Add comment April 16th, 2008 Headsman

On this date in 2004, South Carolina executed a man who had once been on the other side of the law.

Jerry Bridwell McWee hardly fit the profile of a future death row inmate when he met one George Scott. McWee was pushing 40, had no criminal record, and had once done a stint as an Augusta, Ga., police officer.

But it wasn’t many months that the two had iced a couple of Aiken County denizens in a hunt for drug money.*

It may have worked to Scott’s advantage that he was a career criminal, and had the instinct to turn state’s evidence before his confederate could send him to the gurney. Even so, it took some wheedling to get a death sentence out of the jury, which was clearly better inclined to give McWee life.
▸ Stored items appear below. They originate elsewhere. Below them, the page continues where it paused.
use billard_common::{MeshId, ShaderId};
use glam::Vec3;
use serde::{Deserialize, Serialize};
use std::path::PathBuf;

/// Built-in shading programs.
#[derive(Debug, Clone, Copy, PartialEq, Eq, Default, Serialize, Deserialize)]
#[serde(rename_all = "snake_case")]
pub enum ShaderProgram {
    /// Ambient, diffuse and specular terms from one point light.
    #[default]
    Phong,
    /// Phong plus an environment reflection weighted by
    /// `material.refractionIndex`.
    Reflective,
}

/// A shader the scene can refer to by id.
#[derive(Debug, Clone, PartialEq, Serialize, Deserialize)]
pub struct ShaderConfig {
    pub id: ShaderId,
    #[serde(default)]
    pub program: ShaderProgram,
    /// WGSL file replacing the built-in source. Must expose the same
    /// bindings and entry points as the program it replaces.
    #[serde(default, skip_serializing_if = "Option::is_none")]
    pub source: Option<PathBuf>,
}

impl ShaderConfig {
    pub fn builtin(id: impl Into<String>, program: ShaderProgram) -> Self {
        Self {
            id: ShaderId::new(id),
            program,
            source: None,
        }
    }
}

/// Procedural mesh shapes.
#[derive(Debug, Clone, Copy, PartialEq, Serialize, Deserialize)]
#[serde(tag = "kind", rename_all = "snake_case")]
pub enum MeshShape {
    /// Axis-aligned box. `inward` flips normals and winding so the box is
    /// seen from inside.
    Cuboid {
        half_extents: Vec3,
        #[serde(default)]
        center: Vec3,
        #[serde(default)]
        inward: bool,
    },
    /// UV sphere centred on the origin.
    Sphere {
        radius: f32,
        sectors: u32,
        stacks: u32,
    },
}

/// Upper bound on sphere sectors and stacks.
pub const MAX_SPHERE_SEGMENTS: u32 = 1024;

impl MeshShape {
    /// Why this shape cannot be built, if it cannot.
    pub fn problem(&self) -> Option<String> {
        match *self {
            MeshShape::Cuboid { half_extents, .. } => {
                if half_extents.min_element() <= 0.0 {
                    Some(format!("cuboid half extents must be positive, got {half_extents}"))
                } else {
                    None
                }
            }
            MeshShape::Sphere {
                radius,
                sectors,
                stacks,
            } => {
                if radius <= 0.0 {
                    Some(format!("sphere radius must be positive, got {radius}"))
                } else if sectors < 3 || stacks < 2 {
                    Some(format!(
                        "sphere needs at least 3 sectors and 2 stacks, got {sectors}x{stacks}"
                    ))
                } else if sectors > MAX_SPHERE_SEGMENTS || stacks > MAX_SPHERE_SEGMENTS {
                    Some(format!(
                        "sphere allows at most {MAX_SPHERE_SEGMENTS} sectors and stacks, got {sectors}x{stacks}"
                    ))
                } else {
                    None
                }
            }
        }
    }
}

/// A mesh the scene can refer to by id.
#[derive(Debug, Clone, PartialEq, Serialize, Deserialize)]
pub struct MeshConfig {
    pub id: MeshId,
    pub shape: MeshShape,
}

impl MeshConfig {
    pub fn new(id: impl Into<String>, shape: MeshShape) -> Self {
        Self {
            id: MeshId::new(id),
            shape,
        }
    }
}

pub fn default_shaders() -> Vec<ShaderConfig> {
    vec![
        ShaderConfig::builtin("table", ShaderProgram::Phong),
        ShaderConfig::builtin("room", ShaderProgram::Phong),
        ShaderConfig::builtin("ball", ShaderProgram::Reflective),
    ]
}

/// Model-space meshes for the billiard room. A table at scale 10 has its top
/// at y = 2.6; the ball at scale 0.3 rests just above it.
pub fn default_meshes() -> Vec<MeshConfig> {
    vec![
        MeshConfig::new(
            "pooltable",
            MeshShape::Cuboid {
                half_extents: Vec3::new(0.6, 0.13, 0.3),
                center: Vec3::new(0.0, 0.13, 0.0),
                inward: false,
            },
        ),
        MeshConfig::new(
            "room",
            MeshShape::Cuboid {
                half_extents: Vec3::new(1.6, 0.8, 1.6),
                center: Vec3::new(0.0, 0.8, 0.0),
                inward: true,
            },
        ),
        MeshConfig::new(
            "ball",
            MeshShape::Sphere {
                radius: 1.0,
                sectors: 32,
                stacks: 16,
            },
        ),
    ]
}

#[cfg(test)]
mod tests {
    use super::*;

    #[test]
    fn default_meshes_are_valid() {
        for mesh in default_meshes() {
            assert_eq!(mesh.shape.problem(), None, "{}", mesh.id);
        }
    }

    #[test]
    fn degenerate_shapes_are_reported() {
        let flat = MeshShape::Cuboid {
            half_extents: Vec3::new(1.0, 0.0, 1.0),
            center: Vec3::ZERO,
            inward: false,
        };
        assert!(flat.problem().is_some());

        let coarse = MeshShape::Sphere {
            radius: 1.0,
            sectors: 2,
            stacks: 8,
        };
        assert!(coarse.problem().unwrap().contains("sectors"));
    }

    #[test]
    fn oversized_spheres_are_reported() {
        let fine = MeshShape::Sphere {
            radius: 1.0,
            sectors: u32::MAX,
            stacks: 16,
        };
        assert!(fine.problem().unwrap().contains("at most"));

        let limit = MeshShape::Sphere {
            radius: 1.0,
            sectors: MAX_SPHERE_SEGMENTS,
            stacks: MAX_SPHERE_SEGMENTS,
        };
        assert_eq!(limit.problem(), None);
    }

    #[test]
    fn oversized_sphere_fails_config_validation() {
        let yaml = "meshes:\n  - id: ball\n    shape:\n      kind: sphere\n      radius: 1.0\n      sectors: 4294967295\n      stacks: 16\n";
        let err = crate::ViewerConfig::from_yaml_str(yaml).unwrap_err();
        assert!(matches!(err, crate::ConfigError::InvalidMesh { .. }), "{err}");
    }

    #[test]
    fn shape_yaml_is_tagged_by_kind() {
        let yaml = "id: cushion\nshape:\n  kind: cuboid\n  half_extents: [1.0, 0.1, 0.1]\n";
        let mesh: MeshConfig = serde_yaml::from_str(yaml).unwrap();
        assert_eq!(
            mesh.shape,
            MeshShape::Cuboid {
                half_extents: Vec3::new(1.0, 0.1, 0.1),
                center: Vec3::ZERO,
                inward: false,
            }
        );
    }

    #[test]
    fn shader_program_defaults_to_phong() {
        let shader: ShaderConfig = serde_yaml::from_str("id: felt\n").unwrap();
        assert_eq!(shader.program, ShaderProgram::Phong);
        assert!(shader.source.is_none());
    }
}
A law (since reversed) at that time forbade advising jurors on parole scenarios, so the jury’s repeated pleas to know when the prisoner might be released under a life sentence — actual answer: age 71, at the earliest — were denied.

It was bum luck for Jerry under the circumstances, but also a mess of his own making; there was no question of innocence or some other mitigating point that gave him any likelihood of winning South Carolina’s first executive clemency.
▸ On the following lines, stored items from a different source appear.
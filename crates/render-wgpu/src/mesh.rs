//! Procedural geometry for configured meshes.
//!
//! Triangles are counter-clockwise when seen from the side their normal
//! points to, so back-face culling keeps the visible side.

use billard_scene::MeshShape;
use bytemuck::{Pod, Zeroable};
use glam::Vec3;
use std::f32::consts::{FRAC_PI_2, PI, TAU};

#[repr(C)]
#[derive(Copy, Clone, Debug, PartialEq, Pod, Zeroable)]
pub struct Vertex {
    pub position: [f32; 3],
    pub normal: [f32; 3],
}

impl Vertex {
    pub const ATTRIBS: [wgpu::VertexAttribute; 2] =
        wgpu::vertex_attr_array![0 => Float32x3, 1 => Float32x3];

    pub fn desc() -> wgpu::VertexBufferLayout<'static> {
        wgpu::VertexBufferLayout {
            array_stride: std::mem::size_of::<Vertex>() as wgpu::BufferAddress,
            step_mode: wgpu::VertexStepMode::Vertex,
            attributes: &Self::ATTRIBS,
        }
    }

    fn new(position: Vec3, normal: Vec3) -> Self {
        Self {
            position: position.into(),
            normal: normal.into(),
        }
    }
}

/// Indexed triangle list ready for upload.
#[derive(Debug, Clone, Default)]
pub struct MeshData {
    pub vertices: Vec<Vertex>,
    pub indices: Vec<u32>,
}

impl MeshData {
    pub fn from_shape(shape: &MeshShape) -> Self {
        match *shape {
            MeshShape::Cuboid {
                half_extents,
                center,
                inward,
            } => cuboid(half_extents, center, inward),
            MeshShape::Sphere {
                radius,
                sectors,
                stacks,
            } => sphere(radius, sectors, stacks),
        }
    }

    pub fn index_count(&self) -> u32 {
        self.indices.len() as u32
    }

    #[cfg(test)]
    fn triangles(&self) -> impl Iterator<Item = [Vertex; 3]> + '_ {
        self.indices.chunks_exact(3).map(|t| {
            [
                self.vertices[t[0] as usize],
                self.vertices[t[1] as usize],
                self.vertices[t[2] as usize],
            ]
        })
    }
}

/// Box with four vertices per face so each face has a flat normal.
pub fn cuboid(half_extents: Vec3, center: Vec3, inward: bool) -> MeshData {
    // (normal, u, v) with u x v == normal
    let faces = [
        (Vec3::X, Vec3::Y, Vec3::Z),
        (Vec3::NEG_X, Vec3::Z, Vec3::Y),
        (Vec3::Y, Vec3::Z, Vec3::X),
        (Vec3::NEG_Y, Vec3::X, Vec3::Z),
        (Vec3::Z, Vec3::X, Vec3::Y),
        (Vec3::NEG_Z, Vec3::Y, Vec3::X),
    ];

    let mut mesh = MeshData::default();
    for (normal, u, v) in faces {
        // seen from inside: flip the normal and swap the tangents to reverse winding
        let (normal_out, u, v) = if inward { (-normal, v, u) } else { (normal, u, v) };
        let face_center = center + normal * half_extents;
        let du = u * half_extents;
        let dv = v * half_extents;

        let base = mesh.vertices.len() as u32;
        for (su, sv) in [(-1.0, -1.0), (1.0, -1.0), (1.0, 1.0), (-1.0, 1.0)] {
            mesh.vertices
                .push(Vertex::new(face_center + du * su + dv * sv, normal_out));
        }
        mesh.indices
            .extend_from_slice(&[base, base + 1, base + 2, base + 2, base + 3, base]);
    }
    mesh
}

/// UV sphere around the origin, y up.
pub fn sphere(radius: f32, sectors: u32, stacks: u32) -> MeshData {
    let mut mesh = MeshData::default();
    let sector_step = TAU / sectors as f32;
    let stack_step = PI / stacks as f32;

    for i in 0..=stacks {
        let phi = FRAC_PI_2 - i as f32 * stack_step;
        let (ring_y, ring_r) = (phi.sin(), phi.cos());
        for j in 0..=sectors {
            let theta = j as f32 * sector_step;
            let normal = Vec3::new(ring_r * theta.cos(), ring_y, -ring_r * theta.sin());
            mesh.vertices.push(Vertex::new(normal * radius, normal));
        }
    }

    for i in 0..stacks {
        let mut k1 = i * (sectors + 1);
        let mut k2 = k1 + sectors + 1;
        for _ in 0..sectors {
            if i != 0 {
                mesh.indices.extend_from_slice(&[k1, k2, k1 + 1]);
            }
            if i != stacks - 1 {
                mesh.indices.extend_from_slice(&[k1 + 1, k2, k2 + 1]);
            }
            k1 += 1;
            k2 += 1;
        }
    }
    mesh
}
/// Turns absolute cursor positions into look offsets.
///
/// The first sample after construction or [`MouseLook::reset`] only records a
/// reference point, so a cursor that starts far from the viewport centre does
/// not produce a jump.
#[derive(Debug, Clone, Copy, Default, PartialEq)]
pub struct MouseLook {
    last: Option<(f32, f32)>,
}

impl MouseLook {
    pub fn new() -> Self {
        Self::default()
    }

    /// Forget the reference point. Call whenever mouse-look is (re)activated.
    pub fn reset(&mut self) {
        self.last = None;
    }

    pub fn is_anchored(&self) -> bool {
        self.last.is_some()
    }

    /// Offset from the previous sample as `(x, y)`.
    ///
    /// `y` is flipped so that moving the cursor up the screen is positive.
    pub fn offset(&mut self, x: f32, y: f32) -> (f32, f32) {
        let (last_x, last_y) = self.last.unwrap_or((x, y));
        self.last = Some((x, y));
        (x - last_x, last_y - y)
    }
}

#[cfg(test)]
mod tests {
    use super::*;

    #[test]
    fn first_sample_is_reference() {
        let mut mouse = MouseLook::new();
        assert_eq!(mouse.offset(500.0, 500.0), (0.0, 0.0));
        assert_eq!(mouse.offset(510.0, 495.0), (10.0, 5.0));
        assert_eq!(mouse.offset(510.0, 495.0), (0.0, 0.0));
    }

    #[test]
    fn reset_reanchors() {
        let mut mouse = MouseLook::new();
        mouse.offset(0.0, 0.0);
        mouse.offset(20.0, 20.0);
        mouse.reset();
        assert!(!mouse.is_anchored());
        assert_eq!(mouse.offset(900.0, 10.0), (0.0, 0.0));
        assert!(mouse.is_anchored());
        assert_eq!(mouse.offset(890.0, 30.0), (-10.0, -20.0));
    }
}
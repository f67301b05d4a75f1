//! Input for the billard viewer: raw events in, camera actions out.
//!
//! Windowing backends translate their native events into [`InputEvent`]s and
//! push them onto an [`InputQueue`]. The frame driver drains the queue once per
//! frame through an [`InputController`].
//!
//! # Invariants
//! - No input state is global; the controller is owned by its caller.
//! - The first cursor sample after mouse-look activation contributes no motion.

pub mod action;
pub mod bindings;
pub mod controller;
pub mod event;

pub use action::CameraAction;
pub use bindings::{InputSettings, KeyBindings};
pub use controller::{FrameInput, InputController};
pub use event::{InputEvent, InputQueue, Key, KeySource, KeyboardState};

pub fn crate_info() -> &'static str {
    "billard-input v0.1.0"
}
The invaluable archives at the Clark County (Ind.) prosecutor’s web page collect news stories about every modern execution in the United States. On Jerry McWee’s page, an Associated Press report from the death chamber sketches an affecting portrat of two families’ grief.

In his final statement read by his lawyer, McWee asked both his own family and [victim John] Perry’s family to forgive him. “I only wished that things could have been different,” McWee wrote. “I would give anything if only that could have been the case.” A tear formed in his eye as his mother blew a kiss back at him and his final words were read. That tear finally rolled down the side of his head moments after he stopped breathing. More than 10 minutes later, McWee was officially declared dead at 6:18 p.m.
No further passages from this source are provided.